[Toybox] Shell Compatibility Reports from Oils - ~800 tests passing
Rob Landley
rob at landley.net
Sun Jun 29 15:18:48 PDT 2025
On 6/28/25 23:18, Andy Chu wrote:
> Hm I looked at the goals of toybox again:
>
>> Toybox's main goal is to make Android self-hosting by improving Android's command line utilities so it can build an installable Android Open Source Project image entirely from source under a stock Android system.
>
>> Toybox aims to provide one quarter of a theoretical "minimal native development environment"
>
>> In theory, this should only require four packages
>
> I don't know much about Android -- is this at all realistic for FIVE
> packages -- if you add mksh, which I believe is the Android system
> shell ?
Eh, define realistic. AOSP is built around git (kind of conceptually),
and their build infrastructure uses python 3. So you'd build a system to
build a system.
Aboriginal Linux had 7 packages: linux, busybox, uclibc, gcc, binutils,
make and bash. and could built Linux From Scratch under the result in a
fully automated target-independent fashion using
https://landley.net/aboriginal/control-images/
Ok,
https://github.com/landley/control-images/tree/master/images/lfs-bootstrap/mnt
cheated slightly with one extra package, as
https://github.com/landley/control-images/blob/master/images/lfs-bootstrap/download.sh
attests. But https://landley.net/aboriginal/mirror/gettext-stub-1.tar.gz
was a tiny little thing to stub out some gnu/stupid, stub versions of a
dozen internationalization functions that all either returned their
first argument, NULL, or "C". The header could have been a here document
and then an empty .a file to satisfy gnu builds that insisted on pulling
in the library.
As for getting mkroot to do what aboriginal linux used to, I have no
interest in testing mksh beyond not breaking Android's use of the toybox
test suite (which runs it under mksh).
The AOSP build is large and has a lot of other dependencies, but
Elliott's been doing what he calls "hermetic builds" where AOSP tries to
provide a lot of its build prerequisites as shipped binaries, and Toybox
provides a lot of those. (Search for the world "hermetic" in toybox's
news.html page, it's been mentioned with links a few times.)
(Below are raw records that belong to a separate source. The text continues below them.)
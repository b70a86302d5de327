use std::fmt;
use std::path::{Path, PathBuf};
use std::sync::Arc;

use serde::{Deserialize, Serialize};
use trellis_util::errors::{TrellisError, TrellisResult};

use crate::coordinate::Coordinate;
use crate::module_id::ModuleId;
use crate::version::Version;

/// How far a dependency's own dependencies are pulled in.
#[derive(Debug, Clone, Copy, PartialEq, Eq, Hash, Serialize, Deserialize)]
#[serde(rename_all = "lowercase")]
pub enum Transitivity {
    /// The dependency alone, nothing below it.
    None,
    /// Only what its compile scope exposes.
    Compile,
    /// Compile and runtime scope.
    Runtime,
}

impl Transitivity {
    /// Whether a transitive dependency declared with `scope` (a Maven scope
    /// name) is followed under this transitivity.
    pub fn accepts_scope(self, scope: &str) -> bool {
        match self {
            Self::None => false,
            Self::Compile => matches!(scope, "" | "compile"),
            Self::Runtime => matches!(scope, "" | "compile" | "runtime"),
        }
    }
}

impl fmt::Display for Transitivity {
    fn fmt(&self, f: &mut fmt::Formatter<'_>) -> fmt::Result {
        let s = match self {
            Self::None => "none",
            Self::Compile => "compile",
            Self::Runtime => "runtime",
        };
        f.write_str(s)
    }
}

/// A module, or every module of a group, to keep out of a subtree.
#[derive(Debug, Clone, PartialEq, Eq, Hash, PartialOrd, Ord)]
pub struct Exclusion(ModuleId);

impl Exclusion {
    pub fn of(module: ModuleId) -> Self {
        Self(module)
    }

    /// `group`, `group:*`, `group:prefix*` or `group:name`.
    pub fn parse(s: &str) -> TrellisResult<Self> {
        let s = s.trim();
        if s.contains(':') {
            Ok(Self(ModuleId::parse(s)?))
        } else if s.is_empty() || s.chars().any(char::is_whitespace) {
            Err(TrellisError::parse(format!("'{s}' is not a valid exclusion")))
        } else {
            Ok(Self(ModuleId::new(s, "*")))
        }
    }

    pub fn module(&self) -> &ModuleId {
        &self.0
    }

    pub fn excludes(&self, module: &ModuleId) -> bool {
        self.0.matches(module)
    }
}

impl fmt::Display for Exclusion {
    fn fmt(&self, f: &mut fmt::Formatter<'_>) -> fmt::Result {
        self.0.fmt(f)
    }
}

/// Dependency on a module published in a repository.
#[derive(Debug, Clone, PartialEq, Eq)]
pub struct CoordinateDependency {
    pub coordinate: Coordinate,
    /// `None` defers to the resolution parameters.
    pub transitivity: Option<Transitivity>,
    pub exclusions: Vec<Exclusion>,
    pub ide_project_dir: Option<PathBuf>,
}

impl CoordinateDependency {
    pub fn of(coordinate: Coordinate) -> Self {
        Self {
            coordinate,
            transitivity: None,
            exclusions: Vec::new(),
            ide_project_dir: None,
        }
    }

    pub fn parse(s: &str) -> TrellisResult<Self> {
        Ok(Self::of(Coordinate::parse(s)?))
    }

    pub fn module_id(&self) -> &ModuleId {
        self.coordinate.module_id()
    }

    pub fn with_transitivity(&self, transitivity: Transitivity) -> Self {
        Self {
            transitivity: Some(transitivity),
            ..self.clone()
        }
    }

    pub fn with_version(&self, version: Version) -> Self {
        Self {
            coordinate: self.coordinate.with_version(version),
            ..self.clone()
        }
    }

    /// Append exclusions, skipping ones already present.
    pub fn and_exclusions(&self, exclusions: impl IntoIterator<Item = Exclusion>) -> Self {
        let mut result = self.clone();
        for exclusion in exclusions {
            if !result.exclusions.contains(&exclusion) {
                result.exclusions.push(exclusion);
            }
        }
        result
    }

    pub fn excludes(&self, module: &ModuleId) -> bool {
        self.exclusions.iter().any(|e| e.excludes(module))
    }
}

/// Files on the local file system, used as-is.
#[derive(Debug, Clone, PartialEq, Eq)]
pub struct FileSystemDependency {
    pub paths: Vec<PathBuf>,
    pub ide_project_dir: Option<PathBuf>,
}

impl FileSystemDependency {
    pub fn of<P: AsRef<Path>>(paths: impl IntoIterator<Item = P>) -> Self {
        Self {
            paths: paths.into_iter().map(|p| p.as_ref().to_path_buf()).collect(),
            ide_project_dir: None,
        }
    }
}

/// Callback that (re)creates the files of a [`ComputedDependency`].
pub type FileProducer = Arc<dyn Fn() -> TrellisResult<()> + Send + Sync>;

/// Files produced by running a callback, typically the output of another
/// project in the same build.
#[derive(Clone)]
pub struct ComputedDependency {
    pub producer: FileProducer,
    pub ide_project_dir: Option<PathBuf>,
    pub files: Vec<PathBuf>,
    pub description: String,
}

impl ComputedDependency {
    pub fn of(
        description: impl Into<String>,
        files: Vec<PathBuf>,
        producer: impl Fn() -> TrellisResult<()> + Send + Sync + 'static,
    ) -> Self {
        Self {
            producer: Arc::new(producer),
            ide_project_dir: None,
            files,
            description: description.into(),
        }
    }

    pub fn with_ide_project_dir(&self, dir: impl Into<PathBuf>) -> Self {
        Self {
            ide_project_dir: Some(dir.into()),
            ..self.clone()
        }
    }

    /// Run the producer when any declared file is missing.
    pub fn ensure_files(&self) -> TrellisResult<&[PathBuf]> {
        if self.files.iter().all(|f| f.exists()) {
            return Ok(&self.files);
        }
        tracing::debug!("computing files for {}", self.description);
        (self.producer)()?;
        if let Some(missing) = self.files.iter().find(|f| !f.exists()) {
            return Err(TrellisError::Generic {
                message: format!(
                    "{} did not produce {}",
                    self.description,
                    missing.display()
                ),
            });
        }
        Ok(&self.files)
    }
}

impl fmt::Debug for ComputedDependency {
    fn fmt(&self, f: &mut fmt::Formatter<'_>) -> fmt::Result {
        f.debug_struct("ComputedDependency")
            .field("description", &self.description)
            .field("files", &self.files)
            .field("ide_project_dir", &self.ide_project_dir)
            .finish_non_exhaustive()
    }
}

impl PartialEq for ComputedDependency {
    fn eq(&self, other: &Self) -> bool {
        Arc::ptr_eq(&self.producer, &other.producer)
            && self.files == other.files
            && self.ide_project_dir == other.ide_project_dir
    }
}

/// One entry of a [`crate::dependency_set::DependencySet`].
#[derive(Debug, Clone, PartialEq)]
pub enum Dependency {
    Coordinate(CoordinateDependency),
    Files(FileSystemDependency),
    Computed(ComputedDependency),
}

impl Dependency {
    /// Parse a coordinate, or fall back to a file path relative to `base_dir`.
    pub fn parse(token: &str, base_dir: &Path) -> TrellisResult<Self> {
        let token = token.trim();
        if token.is_empty() {
            return Err(TrellisError::parse("empty dependency"));
        }
        if Coordinate::looks_like(token) {
            return Ok(Self::Coordinate(CoordinateDependency::parse(token)?));
        }
        let path = Path::new(token);
        let path = if path.is_absolute() {
            path.to_path_buf()
        } else {
            base_dir.join(path)
        };
        Ok(Self::Files(FileSystemDependency::of([path])))
    }

    pub fn module_id(&self) -> Option<&ModuleId> {
        match self {
            Self::Coordinate(dep) => Some(dep.module_id()),
            Self::Files(_) | Self::Computed(_) => None,
        }
    }

    pub fn as_coordinate(&self) -> Option<&CoordinateDependency> {
        match self {
            Self::Coordinate(dep) => Some(dep),
            Self::Files(_) | Self::Computed(_) => None,
        }
    }

    /// Same module for coordinates, same files otherwise.
    pub fn matches(&self, other: &Dependency) -> bool {
        match (self, other) {
            (Self::Coordinate(a), Self::Coordinate(b)) => a.module_id() == b.module_id(),
            (Self::Files(a), Self::Files(b)) => a.paths == b.paths,
            (Self::Computed(a), Self::Computed(b)) => a.files == b.files,
            _ => false,
        }
    }

    pub fn ide_project_dir(&self) -> Option<&Path> {
        match self {
            Self::Coordinate(dep) => dep.ide_project_dir.as_deref(),
            Self::Files(dep) => dep.ide_project_dir.as_deref(),
            Self::Computed(dep) => dep.ide_project_dir.as_deref(),
        }
    }

    /// Files known before resolution; empty for coordinates.
    pub fn local_files(&self) -> &[PathBuf] {
        match self {
            Self::Coordinate(_) => &[],
            Self::Files(dep) => &dep.paths,
            Self::Computed(dep) => &dep.files,
        }
    }
}

impl From<CoordinateDependency> for Dependency {
    fn from(dep: CoordinateDependency) -> Self {
        Self::Coordinate(dep)
    }
}

impl From<Coordinate> for Dependency {
    fn from(coordinate: Coordinate) -> Self {
        Self::Coordinate(CoordinateDependency::of(coordinate))
    }
}

impl From<FileSystemDependency> for Dependency {
    fn from(dep: FileSystemDependency) -> Self {
        Self::Files(dep)
    }
}

impl From<ComputedDependency> for Dependency {
    fn from(dep: ComputedDependency) -> Self {
        Self::Computed(dep)
    }
}

impl fmt::Display for Dependency {
    fn fmt(&self, f: &mut fmt::Formatter<'_>) -> fmt::Result {
        match self {
            Self::Coordinate(dep) => f.write_str(&dep.coordinate.to_short_string()),
            Self::Files(dep) => {
                let paths: Vec<String> = dep.paths.iter().map(|p| p.display().to_string()).collect();
                write!(f, "files[{}]", paths.join(", "))
            }
            Self::Computed(dep) => write!(f, "computed[{}]", dep.description),
        }
    }
}

#[cfg(test)]
mod tests {
    use super::*;

    #[test]
    fn exclusion_forms() {
        let group = Exclusion::parse("org.slf4j").unwrap();
        assert!(group.excludes(&ModuleId::new("org.slf4j", "slf4j-api")));
        let exact = Exclusion::parse("org.slf4j:slf4j-api").unwrap();
        assert!(!exact.excludes(&ModuleId::new("org.slf4j", "jul-to-slf4j")));
    }

    #[test]
    fn transitivity_scopes() {
        assert!(Transitivity::Compile.accepts_scope("compile"));
        assert!(!Transitivity::Compile.accepts_scope("runtime"));
        assert!(Transitivity::Runtime.accepts_scope("runtime"));
        assert!(!Transitivity::Runtime.accepts_scope("test"));
        assert!(!Transitivity::Runtime.accepts_scope("provided"));
        assert!(!Transitivity::None.accepts_scope("compile"));
    }

    #[test]
    fn parse_picks_coordinate_or_path() {
        let base = Path::new("/project");
        match Dependency::parse("org.acme:core:1.0", base).unwrap() {
            Dependency::Coordinate(dep) => assert_eq!(dep.module_id().name(), "core"),
            other => panic!("unexpected {other:?}"),
        }
        match Dependency::parse("libs/foo.jar", base).unwrap() {
            Dependency::Files(dep) => assert_eq!(dep.paths, vec![base.join("libs/foo.jar")]),
            other => panic!("unexpected {other:?}"),
        }
    }

    #[test]
    fn exclusions_are_not_duplicated() {
        let dep = CoordinateDependency::parse("g:n:1")
            .unwrap()
            .and_exclusions([Exclusion::parse("a:b").unwrap()])
            .and_exclusions([Exclusion::parse("a:b").unwrap()]);
        assert_eq!(dep.exclusions.len(), 1);
    }
}
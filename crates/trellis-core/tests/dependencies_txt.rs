use std::fs;

use trellis_core::dependencies_txt::{DependenciesTxt, Section};
use trellis_core::module_id::ModuleId;

#[test]
fn load_returns_none_without_file() {
    let dir = tempfile::tempdir().unwrap();
    assert!(DependenciesTxt::load(dir.path()).unwrap().is_none());
}

#[test]
fn load_reads_sections_from_disk() {
    let dir = tempfile::tempdir().unwrap();
    fs::write(
        dir.path().join("dependencies.txt"),
        "[compile]\norg.acme:core:1.0\n\n[test]\norg.junit.jupiter:junit-jupiter:5.10.1\n",
    )
    .unwrap();
    let txt = DependenciesTxt::load(dir.path()).unwrap().unwrap();
    assert_eq!(txt.section(Section::Compile).len(), 1);
    assert_eq!(txt.compute_test_deps().len(), 2);
}

#[test]
fn grand_parent_versions_are_inherited_and_overridden() {
    let root = tempfile::tempdir().unwrap();
    fs::write(
        root.path().join("dependencies.txt"),
        "[version-provider]\norg.acme:core:1.0\norg.acme:util:1.0\n",
    )
    .unwrap();
    let module = root.path().join("module");
    fs::create_dir(&module).unwrap();
    fs::write(
        module.join("dependencies.txt"),
        "[version]\norg.acme:core:2.0\n\n[compile]\norg.acme:core\norg.acme:util\n",
    )
    .unwrap();

    let txt = DependenciesTxt::load(&module).unwrap().unwrap();
    let provider = txt.version_provider();
    let core = ModuleId::parse("org.acme:core").unwrap();
    let util = ModuleId::parse("org.acme:util").unwrap();
    assert_eq!(provider.version_of(&core).unwrap().value(), "2.0");
    assert_eq!(provider.version_of(&util).unwrap().value(), "1.0");
    assert!(txt
        .compute_compile_deps()
        .assert_no_unspecified_version()
        .is_ok());
}

#[test]
fn parse_error_names_the_file() {
    let dir = tempfile::tempdir().unwrap();
    fs::write(dir.path().join("dependencies.txt"), "[nope]\n").unwrap();
    let err = DependenciesTxt::load(dir.path()).unwrap_err();
    assert!(err.to_string().contains("dependencies.txt"));
    assert!(err.to_string().contains("[nope]"));
}
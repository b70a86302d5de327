use std::fmt;
use std::str::FromStr;

use trellis_util::errors::{TrellisError, TrellisResult};

use crate::coordinate::Coordinate;
use crate::version::Version;

/// A `group:name` pair, independent of version.
///
/// This is the key under which conflicting versions are detected.
#[derive(Debug, Clone, PartialEq, Eq, Hash, PartialOrd, Ord)]
pub struct ModuleId {
    group: String,
    name: String,
}

impl ModuleId {
    pub fn new(group: impl Into<String>, name: impl Into<String>) -> Self {
        Self {
            group: group.into(),
            name: name.into(),
        }
    }

    /// Parse `group:name`. Both parts must be non-blank and whitespace free.
    pub fn parse(s: &str) -> TrellisResult<Self> {
        let s = s.trim();
        let (group, name) = s
            .split_once(':')
            .ok_or_else(|| TrellisError::parse(format!("'{s}' is not a group:name module id")))?;
        if name.contains(':') {
            return Err(TrellisError::parse(format!(
                "'{s}' is not a group:name module id"
            )));
        }
        check_part(s, "group", group)?;
        check_part(s, "name", name)?;
        Ok(Self::new(group, name))
    }

    pub fn group(&self) -> &str {
        &self.group
    }

    pub fn name(&self) -> &str {
        &self.name
    }

    /// `group:*` matches every module of the group.
    pub fn is_wildcard(&self) -> bool {
        self.name.ends_with('*')
    }

    /// Match `other` against this id, treating a trailing `*` in the name as
    /// a prefix wildcard (`org.acme:*`, `org.acme:core-*`).
    pub fn matches(&self, other: &ModuleId) -> bool {
        if self.group != other.group {
            return false;
        }
        match self.name.strip_suffix('*') {
            Some(prefix) => other.name.starts_with(prefix),
            None => self.name == other.name,
        }
    }

    /// The wildcard id covering every module of this group.
    pub fn group_wildcard(&self) -> ModuleId {
        Self::new(self.group.clone(), "*")
    }

    pub fn to_coordinate(&self, version: Version) -> Coordinate {
        Coordinate::new(self.clone(), version)
    }

    /// Directory path of this module in a Maven layout (`org/acme/core`).
    pub fn to_path(&self) -> String {
        format!("{}/{}", self.group.replace('.', "/"), self.name)
    }
}

fn check_part(source: &str, what: &str, part: &str) -> TrellisResult<()> {
    if part.is_empty() {
        return Err(TrellisError::parse(format!("'{source}' has an empty {what}")));
    }
    if part.chars().any(char::is_whitespace) {
        return Err(TrellisError::parse(format!(
            "'{source}' has whitespace in its {what}"
        )));
    }
    Ok(())
}

impl fmt::Display for ModuleId {
    fn fmt(&self, f: &mut fmt::Formatter<'_>) -> fmt::Result {
        write!(f, "{}:{}", self.group, self.name)
    }
}

impl FromStr for ModuleId {
    type Err = TrellisError;

    fn from_str(s: &str) -> Result<Self, Self::Err> {
        Self::parse(s)
    }
}

#[cfg(test)]
mod tests {
    use super::*;

    #[test]
    fn parse_and_display() {
        let id = ModuleId::parse("com.google.guava:guava").unwrap();
        assert_eq!(id.group(), "com.google.guava");
        assert_eq!(id.name(), "guava");
        assert_eq!(id.to_string(), "com.google.guava:guava");
    }

    #[test]
    fn rejects_malformed() {
        assert!(ModuleId::parse("guava").is_err());
        assert!(ModuleId::parse(":guava").is_err());
        assert!(ModuleId::parse("a:b:c").is_err());
        assert!(ModuleId::parse("a b:c").is_err());
    }

    #[test]
    fn wildcard_matching() {
        let all = ModuleId::parse("org.acme:*").unwrap();
        let prefix = ModuleId::parse("org.acme:core-*").unwrap();
        let core = ModuleId::new("org.acme", "core-api");
        assert!(all.is_wildcard());
        assert!(all.matches(&core));
        assert!(prefix.matches(&core));
        assert!(!prefix.matches(&ModuleId::new("org.acme", "web")));
        assert!(!all.matches(&ModuleId::new("org.other", "core-api")));
    }

    #[test]
    fn maven_path() {
        assert_eq!(
            ModuleId::new("org.acme.tools", "core").to_path(),
            "org/acme/tools/core"
        );
    }
}
//! Handler for `trellis tree`.

use std::path::Path;

use miette::Result;
use trellis_core::module_id::ModuleId;
use trellis_core::qualified::QualifiedDependencySet;

use super::project::{self, Project};

pub async fn exec(dir: &Path, scope: &str, why: Option<&str>) -> Result<()> {
    let project = Project::load(dir)?;
    let set = QualifiedDependencySet::from_set(&project.scope(scope)?);
    let result = project::resolve(&project.resolver()?, &set).await?;

    if let Some(target) = why {
        let module = ModuleId::parse(target)?;
        match result.tree.find_path(&module) {
            Some(path) => {
                println!("Path to {target}:");
                for (i, node) in path.iter().enumerate() {
                    println!("{}{node}", "  ".repeat(i));
                }
            }
            None => println!("Module '{target}' is not in the tree."),
        }
        return Ok(());
    }

    print!("{}", result.tree.to_string_tree());
    Ok(())
}
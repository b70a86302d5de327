use serde::{Deserialize, Serialize};
use std::collections::BTreeMap;
use std::path::{Path, PathBuf};
use std::time::Duration;

use trellis_util::errors::{TrellisError, TrellisResult};

use crate::conflict::ConflictStrategy;
use crate::dependency::Transitivity;

pub const FILE_NAME: &str = "trellis.toml";

/// Knobs of a resolution run, read from `[resolution]`.
#[derive(Debug, Clone, PartialEq, Eq, Serialize, Deserialize)]
#[serde(rename_all = "kebab-case")]
pub struct ResolutionParameters {
    #[serde(default)]
    pub conflict_strategy: ConflictStrategy,

    /// Transitivity of entries that neither declare one nor carry a qualifier.
    #[serde(default = "default_transitivity")]
    pub default_transitivity: Transitivity,

    /// Turn recorded resolution errors into a failed call.
    #[serde(default)]
    pub fail_on_error: bool,

    /// Per repository call.
    #[serde(default = "default_fetch_timeout_ms")]
    pub fetch_timeout_ms: u64,

    /// Whole resolution; none by default.
    #[serde(default)]
    pub timeout_ms: Option<u64>,

    #[serde(default = "default_max_concurrent_fetches")]
    pub max_concurrent_fetches: usize,

    #[serde(default)]
    pub include_optional: bool,
}

impl Default for ResolutionParameters {
    fn default() -> Self {
        Self {
            conflict_strategy: ConflictStrategy::default(),
            default_transitivity: default_transitivity(),
            fail_on_error: false,
            fetch_timeout_ms: default_fetch_timeout_ms(),
            timeout_ms: None,
            max_concurrent_fetches: default_max_concurrent_fetches(),
            include_optional: false,
        }
    }
}

fn default_transitivity() -> Transitivity {
    Transitivity::Runtime
}

fn default_fetch_timeout_ms() -> u64 {
    30_000
}

fn default_max_concurrent_fetches() -> usize {
    8
}

impl ResolutionParameters {
    pub fn fetch_timeout(&self) -> Duration {
        Duration::from_millis(self.fetch_timeout_ms)
    }

    pub fn timeout(&self) -> Option<Duration> {
        self.timeout_ms.map(Duration::from_millis)
    }

    pub fn with_conflict_strategy(mut self, strategy: ConflictStrategy) -> Self {
        self.conflict_strategy = strategy;
        self
    }

    pub fn with_default_transitivity(mut self, transitivity: Transitivity) -> Self {
        self.default_transitivity = transitivity;
        self
    }

    pub fn with_fail_on_error(mut self, fail: bool) -> Self {
        self.fail_on_error = fail;
        self
    }

    pub fn with_timeout(mut self, timeout: Duration) -> Self {
        self.timeout_ms = Some(timeout.as_millis() as u64);
        self
    }

    pub fn with_fetch_timeout(mut self, timeout: Duration) -> Self {
        self.fetch_timeout_ms = timeout.as_millis() as u64;
        self
    }

    pub fn with_include_optional(mut self, include: bool) -> Self {
        self.include_optional = include;
        self
    }
}

/// Project settings loaded from `trellis.toml`.
#[derive(Debug, Clone, Default, Serialize, Deserialize)]
pub struct Settings {
    #[serde(default)]
    pub resolution: ResolutionParameters,

    /// Repository name to directory path or URL, tried in name order.
    #[serde(default)]
    pub repositories: BTreeMap<String, String>,
}

impl Settings {
    /// Load `trellis.toml` from `dir`, or return defaults if the file doesn't exist.
    pub fn load(dir: &Path) -> TrellisResult<Self> {
        let path = Self::path_in(dir);
        if !path.is_file() {
            return Ok(Self::default());
        }
        let content = std::fs::read_to_string(&path).map_err(|e| TrellisError::Config {
            message: format!("Failed to read {}: {e}", path.display()),
        })?;
        Self::parse(&content).map_err(|e| match e {
            TrellisError::Config { message } => TrellisError::Config {
                message: format!("{}: {message}", path.display()),
            },
            other => other,
        })
    }

    pub fn parse(content: &str) -> TrellisResult<Self> {
        toml::from_str(content).map_err(|e| TrellisError::Config {
            message: format!("Failed to parse settings: {e}"),
        })
    }

    pub fn path_in(dir: &Path) -> PathBuf {
        dir.join(FILE_NAME)
    }
}
use miette::Diagnostic;
use thiserror::Error;

/// Unified error type for all Trellis operations.
#[derive(Debug, Error, Diagnostic)]
pub enum TrellisError {
    /// I/O operation failed.
    #[error("I/O error: {0}")]
    Io(#[from] std::io::Error),

    /// Malformed coordinate, version, module id or dependency file.
    #[error("Parse error: {message}")]
    #[diagnostic(help(
        "Coordinates are written as group:name, group:name:version, \
         group:name:classifier:version or group:name:classifier:type:version"
    ))]
    Parse { message: String },

    /// Divergent versions of one module under the `fail` conflict strategy.
    #[error("Version conflict: {message}")]
    Conflict { message: String },

    /// Dependency resolution finished with errors (missing modules, conflicts, etc.).
    #[error("Dependency resolution failed: {message}")]
    Resolution { message: String },

    /// A repository could not be read or answered with garbage.
    #[error("Repository error: {message}")]
    Repository { message: String },

    /// Invalid settings file.
    #[error("Configuration error: {message}")]
    #[diagnostic(help("Check your trellis.toml for syntax errors"))]
    Config { message: String },

    /// Catch-all for miscellaneous errors.
    #[error("{message}")]
    Generic { message: String },
}

impl TrellisError {
    pub fn parse(message: impl Into<String>) -> Self {
        Self::Parse {
            message: message.into(),
        }
    }
}

/// Convenience alias used by the model crates.
pub type TrellisResult<T> = Result<T, TrellisError>;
The https://landley.net/toybox/roadmap.html#dev_env section of the
toybox roadmap is my old dependency list that Aboriginal Linux needed to
rebuild itself under itself, and then build Linux From Scratch under the
result. But it's been a moving target. I regression test kernel builds
with mkroot each release. It uses the same "airlock step" that
aboriginal had, where the build $PATH is replaced with a single
directory with all the binaries the build needs before building the
packages:
https://github.com/landley/toybox/blob/master/mkroot/mkroot.sh#L54
The airlock is mostly set up by toybox's "make install_airlock" target
which uses a PENDING and TOOLCHAIN command list, the first being
commands that toybox should eventually provide (but doesn't yet) and the
second being commands the host needs to provide (mostly the compiler):
https://github.com/landley/toybox/blob/master/scripts/install.sh#L105
Currently PENDING has: expr git tr bash sh gzip awk bison flex make ar
(All but bison, flex, and make have semi-complete "pending" versions in
toybox.)
And TOOLCHAIN has: as cc ld objdump bc gcc
And the last two of those I have patches to remove the need for from the
kernel build,
https://landley.net/bin/mkroot/0.8.12/linux-patches/0004-Replace-timeconst.bc-with-mktimeconst.c.patch
and
https://landley.net/bin/mkroot/0.8.12/linux-patches/0001-try-generic-compiler-name-cc-before-falling-back-to-.patch
respectively.
My tool to instrument a build so I can see every command line called out
of the $PATH is currently mkroot/record-commands (which builds
toys/example/logpath.c), and descends from the "command logging wrapper"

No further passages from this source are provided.